Un litige commercial qui finirait devant un tribunal dans trois ans : ou un arbitre privé, choisi par les deux parties, qui tranche en quelques mois — encore faut-il l'avoir prévu au contrat.
Une justice fondée sur un accord
L'arbitrage commercial repose sur une convention : une clause compromissoire, insérée dans le contrat avant tout litige, ou un compromis, signé une fois le litige né. Le Code de procédure civile (art. 1442 à 1527, réformé par le décret du 13 janvier 2011) encadre la procédure, et le Code civil (art. 2059 à 2061, modifiés par la loi du 18 novembre 2016) en pose les limites de validité.
Institutionnel ou ad hoc, la France et l'international
L'arbitrage peut être institutionnel — organisé par une chambre comme l'ICC, le CMAP, le CAIP ou l'AFA, chacune avec son propre règlement — ou ad hoc, organisé sur mesure par les parties.

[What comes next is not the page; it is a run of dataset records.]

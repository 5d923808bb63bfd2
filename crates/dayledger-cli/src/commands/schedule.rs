//! Schedule command: builds the ledger once and prints it.

use chrono::{Local, NaiveDate};
use dayledger_core::{OutputFormat, ScheduleEvent, TableOptions, render_json, render_table};
use dayledger_server::ScheduleService;

use crate::cli::ScheduleArgs;
use crate::config::AppConfig;
use crate::error::{ClientError, ClientResult};

/// Resolves the requested range: `from` defaults to `today`, `to` to `from`.
pub fn resolve_dates(args: &ScheduleArgs, today: NaiveDate) -> (NaiveDate, NaiveDate) {
    let from = args.from.unwrap_or(today);
    let to = args.to.unwrap_or(from);
    (from, to)
}

/// Builds the schedule with the configured provider.
pub async fn build(args: &ScheduleArgs, config: &AppConfig) -> ClientResult<Vec<ScheduleEvent>> {
    let service = ScheduleService::new(config.schedule_config(), config.provider.build())?;
    let (from, to) = resolve_dates(args, Local::now().date_naive());
    Ok(service.build_schedule(from, to).await?)
}

/// Renders events in the requested format.
pub fn render(events: &[ScheduleEvent], args: &ScheduleArgs) -> ClientResult<String> {
    let format = if args.json {
        OutputFormat::Json
    } else {
        OutputFormat::Table
    };

    match format {
        OutputFormat::Json => render_json(events).map_err(|e| ClientError::Render(e.to_string())),
        OutputFormat::Table => {
            let options = TableOptions {
                max_subject_length: args.max_subject_length,
                show_attendees: args.attendees,
            };
            Ok(render_table(events, &options))
        }
    }
}

/// Builds and prints the schedule.
pub async fn run(args: &ScheduleArgs, config: &AppConfig) -> ClientResult<()> {
    let events = build(args, config).await?;
    let output = render(&events, args)?;
    if output.ends_with('\n') {
        print!("{}", output);
    } else {
        println!("{}", output);
    }
    Ok(())
}

#[cfg(test)]
mod tests {
    use super::*;
    use dayledger_providers::{ProviderKind, ProviderSettings};

    fn date(d: u32) -> NaiveDate {
        NaiveDate::from_ymd_opt(2024, 6, d).unwrap()
    }

    fn args(from: u32, to: u32) -> ScheduleArgs {
        ScheduleArgs {
            from: Some(date(from)),
            to: Some(date(to)),
            ..Default::default()
        }
    }

    fn config_with_calendar(dir: &tempfile::TempDir, contents: &str) -> AppConfig {
        let path = dir.path().join("calendar.json");
        std::fs::write(&path, contents).unwrap();
        AppConfig {
            provider: ProviderSettings::new(ProviderKind::Json, path),
            ..Default::default()
        }
    }

    #[test]
    fn date_defaults() {
        let today = date(5);
        assert_eq!(
            resolve_dates(&ScheduleArgs::default(), today),
            (today, today)
        );

        let from_only = ScheduleArgs {
            from: Some(date(3)),
            ..Default::default()
        };
        assert_eq!(resolve_dates(&from_only, today), (date(3), date(3)));
        assert_eq!(resolve_dates(&args(3, 7), today), (date(3), date(7)));
    }

    #[tokio::test]
    async fn builds_from_json_file() {
        let dir = tempfile::tempdir().unwrap();
        let config = config_with_calendar(
            &dir,
            r#"[{"subject": "Design review", "start": "2024-06-03T10:00:00", "end": "2024-06-03T11:00:00"}]"#,
        );

        let events = build(&args(3, 3), &config).await.unwrap();
        let subjects: Vec<_> = events.iter().map(|e| e.subject.as_str()).collect();
        assert_eq!(
            subjects,
            vec![
                "Personal administrative work",
                "Design review",
                "",
                "Break Time",
                ""
            ]
        );
    }

    #[tokio::test]
    async fn inverted_range_is_an_error() {
        let dir = tempfile::tempdir().unwrap();
        let config = config_with_calendar(&dir, "[]");

        let err = build(&args(7, 3), &config).await.unwrap_err();
        assert!(matches!(err, ClientError::Schedule(_)));
    }

    #[tokio::test]
    async fn missing_calendar_is_an_error() {
        let dir = tempfile::tempdir().unwrap();
        let config = AppConfig {
            provider: ProviderSettings::new(ProviderKind::Json, dir.path().join("none.json")),
            ..Default::default()
        };

        let err = build(&args(3, 3), &config).await.unwrap_err();
        assert!(err.to_string().starts_with("calendar provider unavailable"));
    }

    #[tokio::test]
    async fn renders_table_and_json() {
        let dir = tempfile::tempdir().unwrap();
        let config = config_with_calendar(&dir, "[]");
        let events = build(&args(3, 3), &config).await.unwrap();

        let table = render(&events, &args(3, 3)).unwrap();
        assert!(table.starts_with("Mon 2024-06-03\n"));
        assert!(table.contains("Break Time"));

        let json_args = ScheduleArgs {
            json: true,
            ..args(3, 3)
        };
        let json = render(&events, &json_args).unwrap();
        let parsed: serde_json::Value = serde_json::from_str(&json).unwrap();
        assert_eq!(parsed.as_array().unwrap().len(), events.len());
    }
}
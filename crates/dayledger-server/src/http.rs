//! Minimal HTTP/1.1 request parsing and response encoding.
//!
//! The server answers one request per connection and never reads a body,
//! so only the request line matters; headers are scanned past and dropped.

use std::fmt;

use url::Url;

use crate::error::{ServerError, ServerResult};

/// Content type of every response body.
pub const JSON_CONTENT_TYPE: &str = "application/json; charset=utf-8";

/// Response status codes the server emits.
#[derive(Debug, Clone, Copy, PartialEq, Eq)]
pub enum StatusCode {
    Ok,
    BadRequest,
    NotFound,
    MethodNotAllowed,
    InternalServerError,
}

impl StatusCode {
    pub fn as_u16(&self) -> u16 {
        match self {
            Self::Ok => 200,
            Self::BadRequest => 400,
            Self::NotFound => 404,
            Self::MethodNotAllowed => 405,
            Self::InternalServerError => 500,
        }
    }

    pub fn reason(&self) -> &'static str {
        match self {
            Self::Ok => "OK",
            Self::BadRequest => "Bad Request",
            Self::NotFound => "Not Found",
            Self::MethodNotAllowed => "Method Not Allowed",
            Self::InternalServerError => "Internal Server Error",
        }
    }
}

impl fmt::Display for StatusCode {
    fn fmt(&self, f: &mut fmt::Formatter<'_>) -> fmt::Result {
        write!(f, "{} {}", self.as_u16(), self.reason())
    }
}

/// A parsed request line.
#[derive(Debug, Clone, PartialEq, Eq)]
pub struct HttpRequest {
    pub method: String,
    pub path: String,
    query: Vec<(String, String)>,
}

impl HttpRequest {
    /// Parses a request head (request line plus headers).
    ///
    /// # Errors
    ///
    /// Returns [`ServerError::BadRequest`] if the request line is malformed.
    pub fn parse(head: &str) -> ServerResult<Self> {
        let line = head.lines().next().unwrap_or_default();
        let mut parts = line.split_whitespace();

        let (Some(method), Some(target), Some(version), None) =
            (parts.next(), parts.next(), parts.next(), parts.next())
        else {
            return Err(ServerError::bad_request(format!(
                "malformed request line '{}'",
                line
            )));
        };

        if !version.starts_with("HTTP/") {
            return Err(ServerError::bad_request(format!(
                "unsupported protocol '{}'",
                version
            )));
        }
        if !target.starts_with('/') {
            return Err(ServerError::bad_request(format!(
                "request target must be a path, got '{}'",
                target
            )));
        }

        let url = Url::parse(&format!("http://localhost{}", target)).map_err(|e| {
            ServerError::bad_request(format!("invalid request target '{}': {}", target, e))
        })?;

        Ok(Self {
            method: method.to_string(),
            path: url.path().to_string(),
            query: url
                .query_pairs()
                .map(|(k, v)| (k.into_owned(), v.into_owned()))
                .collect(),
        })
    }

    /// Returns the first non-blank value of a query parameter.
    pub fn query(&self, name: &str) -> Option<&str> {
        self.query
            .iter()
            .filter(|(k, _)| k == name)
            .map(|(_, v)| v.as_str())
            .find(|v| !v.trim().is_empty())
    }

    pub fn is_get(&self) -> bool {
        self.method == "GET"
    }
}

/// Returns the length of the request head, including the blank line that
/// terminates it, once it is fully buffered.
pub fn head_len(buf: &[u8]) -> Option<usize> {
    buf.windows(4)
        .position(|w| w == b"\r\n\r\n")
        .map(|i| i + 4)
        .or_else(|| buf.windows(2).position(|w| w == b"\n\n").map(|i| i + 2))
}

/// A response with a JSON body.
#[derive(Debug, Clone, PartialEq, Eq)]
pub struct HttpResponse {
    status: StatusCode,
    headers: Vec<(&'static str, String)>,
    body: String,
}

impl HttpResponse {
    /// Creates a response from an already-encoded JSON body.
    pub fn json(status: StatusCode, body: impl Into<String>) -> Self {
        Self {
            status,
            headers: Vec::new(),
            body: body.into(),
        }
    }

    /// Creates an `{"error": message}` response.
    pub fn error(status: StatusCode, message: impl Into<String>) -> Self {
        let body = serde_json::json!({ "error": message.into() });
        Self::json(status, body.to_string())
    }

    /// Adds an extra header.
    pub fn with_header(mut self, name: &'static str, value: impl Into<String>) -> Self {
        self.headers.push((name, value.into()));
        self
    }

    pub fn status(&self) -> StatusCode {
        self.status
    }

    pub fn body(&self) -> &str {
        &self.body
    }

    /// Encodes the status line, headers and body.
    pub fn to_bytes(&self) -> Vec<u8> {
        let mut head = format!(
            "HTTP/1.1 {}\r\nContent-Type: {}\r\nContent-Length: {}\r\nConnection: close\r\n",
            self.status,
            JSON_CONTENT_TYPE,
            self.body.len()
        );
        for (name, value) in &self.headers {
            head.push_str(name);
            head.push_str(": ");
            head.push_str(value);
            head.push_str("\r\n");
        }
        head.push_str("\r\n");

        let mut bytes = head.into_bytes();
        bytes.extend_from_slice(self.body.as_bytes());
        bytes
    }
}
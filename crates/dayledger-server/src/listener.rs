//! TCP listener for the HTTP service.
//!
//! Each accepted connection holds a semaphore permit for its lifetime, so
//! at most `max_connections` requests are in flight at once.

use std::net::SocketAddr;
use std::sync::Arc;
use std::time::Duration;

use tokio::io::{AsyncReadExt, AsyncWriteExt};
use tokio::net::{TcpListener, TcpStream};
use tokio::sync::{OwnedSemaphorePermit, Semaphore};
use tracing::{debug, error, info};

use crate::config::ServerConfig;
use crate::error::{ServerError, ServerResult};
use crate::http::{HttpRequest, HttpResponse, head_len};

/// HTTP server accepting TCP connections.
pub struct HttpServer {
    config: ServerConfig,
    listener: TcpListener,
    connection_semaphore: Arc<Semaphore>,
}

impl HttpServer {
    /// Binds to the address in the configuration.
    ///
    /// Binding to port 0 picks a free port; see [`HttpServer::local_addr`].
    pub async fn bind(config: ServerConfig) -> ServerResult<Self> {
        if config.max_connections == 0 {
            return Err(ServerError::config("max_connections must be at least 1"));
        }

        let listener = TcpListener::bind(config.bind).await?;
        info!(
            addr = %listener.local_addr()?,
            max_connections = config.max_connections,
            "HTTP server listening"
        );

        let connection_semaphore = Arc::new(Semaphore::new(config.max_connections));

        Ok(Self {
            config,
            listener,
            connection_semaphore,
        })
    }

    /// Returns the address actually bound.
    pub fn local_addr(&self) -> ServerResult<SocketAddr> {
        Ok(self.listener.local_addr()?)
    }

    /// Accepts a single connection once a slot is free.
    pub async fn accept(&self) -> ServerResult<Connection> {
        let permit = self
            .connection_semaphore
            .clone()
            .acquire_owned()
            .await
            .map_err(|_| ServerError::Shutdown)?;

        let (stream, peer) = self.listener.accept().await?;
        debug!(peer = %peer, "Accepted new connection");

        Ok(Connection {
            stream,
            peer,
            timeout: self.config.connection_timeout,
            max_request_bytes: self.config.max_request_bytes,
            _permit: permit,
        })
    }

    /// Runs the accept loop, spawning the handler for each connection.
    ///
    /// Only returns if the connection semaphore is closed.
    pub async fn run<F, Fut>(&self, handler: F) -> ServerResult<()>
    where
        F: Fn(Connection) -> Fut + Send + Sync + 'static,
        Fut: std::future::Future<Output = ()> + Send + 'static,
    {
        loop {
            match self.accept().await {
                Ok(connection) => {
                    tokio::spawn(handler(connection));
                }
                Err(ServerError::Shutdown) => return Err(ServerError::Shutdown),
                Err(e) => {
                    error!(error = %e, "Failed to accept connection");
                }
            }
        }
    }

    /// Runs the accept loop until `shutdown` completes.
    pub async fn run_until_shutdown<F, Fut, S>(&self, handler: F, shutdown: S) -> ServerResult<()>
    where
        F: Fn(Connection) -> Fut + Send + Sync + 'static,
        Fut: std::future::Future<Output = ()> + Send + 'static,
        S: std::future::Future<Output = ()> + Send,
    {
        tokio::select! {
            result = self.run(handler) => result,
            _ = shutdown => {
                info!("Shutdown signal received");
                Ok(())
            }
        }
    }
}

/// A client connection carrying one request.
pub struct Connection {
    stream: TcpStream,
    peer: SocketAddr,
    timeout: Duration,
    max_request_bytes: usize,
    _permit: OwnedSemaphorePermit,
}

impl Connection {
    pub fn peer_addr(&self) -> SocketAddr {
        self.peer
    }

    /// Reads the request head.
    ///
    /// The connection timeout bounds the whole head, not each read.
    /// Returns `Ok(None)` if the client closed the connection without
    /// sending anything.
    pub async fn read_request(&mut self) -> ServerResult<Option<HttpRequest>> {
        match tokio::time::timeout(self.timeout, self.read_head()).await {
            Ok(result) => result,
            Err(_) => Err(ServerError::timeout("read request")),
        }
    }

    async fn read_head(&mut self) -> ServerResult<Option<HttpRequest>> {
        let mut buf = Vec::with_capacity(1024);
        let mut chunk = [0u8; 1024];

        let head_end = loop {
            let n = self.stream.read(&mut chunk).await?;

            if n == 0 {
                if buf.is_empty() {
                    return Ok(None);
                }
                return Err(ServerError::bad_request("connection closed mid-request"));
            }
            buf.extend_from_slice(&chunk[..n]);

            if let Some(end) = head_len(&buf) {
                break end;
            }
            if buf.len() > self.max_request_bytes {
                return Err(ServerError::RequestTooLarge {
                    size: buf.len(),
                    max: self.max_request_bytes,
                });
            }
        };

        if head_end > self.max_request_bytes {
            return Err(ServerError::RequestTooLarge {
                size: head_end,
                max: self.max_request_bytes,
            });
        }

        let head = std::str::from_utf8(&buf[..head_end])
            .map_err(|_| ServerError::bad_request("request head is not valid UTF-8"))?;
        HttpRequest::parse(head).map(Some)
    }

    /// Writes the response and closes the write half.
    pub async fn write_response(&mut self, response: &HttpResponse) -> ServerResult<()> {
        let bytes = response.to_bytes();
        let write = async {
            self.stream.write_all(&bytes).await?;
            self.stream.shutdown().await
        };

        match tokio::time::timeout(self.timeout, write).await {
            Ok(result) => Ok(result?),
            Err(_) => Err(ServerError::timeout("write response")),
        }
    }
}
//! Serve command: runs the HTTP server in the foreground.
//!
//! Wires the configured provider into a [`ScheduleService`], installs the
//! shutdown signal handler and serves until SIGTERM/SIGINT.

use std::net::SocketAddr;
use std::sync::Arc;

use tracing::info;

use dayledger_server::{
    HttpServer, RequestHandler, ScheduleService, SignalHandler, make_connection_handler,
};

use crate::config::AppConfig;
use crate::error::ClientResult;

/// Starts the server and blocks until a shutdown signal arrives.
pub async fn run(bind: Option<SocketAddr>, config: &AppConfig) -> ClientResult<()> {
    let provider = config.provider.build();
    info!(
        provider = provider.name(),
        path = %config.provider.path.display(),
        "Provider configured"
    );

    let service = Arc::new(ScheduleService::new(config.schedule_config(), provider)?);
    let handler = Arc::new(RequestHandler::new(service));

    let mut server_config = config.server.clone();
    if let Some(bind) = bind {
        server_config.bind = bind;
    }

    let signal_handler = SignalHandler::new();
    signal_handler.spawn_listener();

    let server = HttpServer::bind(server_config).await?;
    info!(addr = %server.local_addr()?, "Serving schedules");

    server
        .run_until_shutdown(
            make_connection_handler(handler),
            signal_handler.shutdown().wait(),
        )
        .await?;

    info!("Server stopped");
    Ok(())
}
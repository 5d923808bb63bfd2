//! Server error types.

use std::io;

use thiserror::Error;

/// Result type for server operations.
pub type ServerResult<T> = Result<T, ServerError>;

/// Errors that can occur in the server.
#[derive(Debug, Error)]
pub enum ServerError {
    /// IO error (socket, bind, etc.).
    #[error("IO error: {0}")]
    Io(#[from] io::Error),

    /// The request could not be parsed.
    #[error("Bad request: {message}")]
    BadRequest { message: String },

    /// The request head exceeded the configured limit.
    #[error("Request too large: {size} bytes (max {max})")]
    RequestTooLarge { size: usize, max: usize },

    /// A read or write did not finish in time.
    #[error("Timeout during {operation}")]
    Timeout { operation: String },

    /// Configuration error.
    #[error("Configuration error: {message}")]
    Config { message: String },

    /// The server stopped accepting connections.
    #[error("Server shutdown requested")]
    Shutdown,
}

impl ServerError {
    /// Creates a bad request error.
    pub fn bad_request(message: impl Into<String>) -> Self {
        Self::BadRequest {
            message: message.into(),
        }
    }

    /// Creates a timeout error.
    pub fn timeout(operation: impl Into<String>) -> Self {
        Self::Timeout {
            operation: operation.into(),
        }
    }

    /// Creates a configuration error.
    pub fn config(message: impl Into<String>) -> Self {
        Self::Config {
            message: message.into(),
        }
    }

    /// Returns true if the client sent something unusable.
    pub fn is_client_error(&self) -> bool {
        matches!(self, Self::BadRequest { .. } | Self::RequestTooLarge { .. })
    }
}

À l'international, la Convention de New York du 10 juin 1958 assure la reconnaissance et l'exécution des sentences arbitrales dans la plupart des pays signataires ; la jurisprudence française (Cass. civ. 1re, arrêts Gosset 1963, Dalico 1993, Jaguar 1997, Putrabali 2007) a construit au fil des décennies l'autonomie de la clause compromissoire par rapport au contrat qui la porte.
La sentence arbitrale : force et recours
La sentence arbitrale a l'autorité de la chose jugée dès son prononcé et devient exécutoire après exequatur ; les voies de recours contre elle sont volontairement limitées, ce qui explique la rapidité du dispositif comparée à une procédure judiciaire classique.
Un choix à peser, pas un réflexe
Confidentialité et rapidité sont les atouts avancés de l'arbitrage ; son coût, en revanche, le rend souvent disproportionné pour un petit litige entre TPE/PME. Le Code de la consommation (art. R.212-2) et la directive 93/13/CEE interdisent d'ailleurs d'imposer une clause compromissoire à un consommateur — la décision d'inclure ou non une telle clause dans un contrat B2B se pèse donc au cas par cas, jamais par défaut.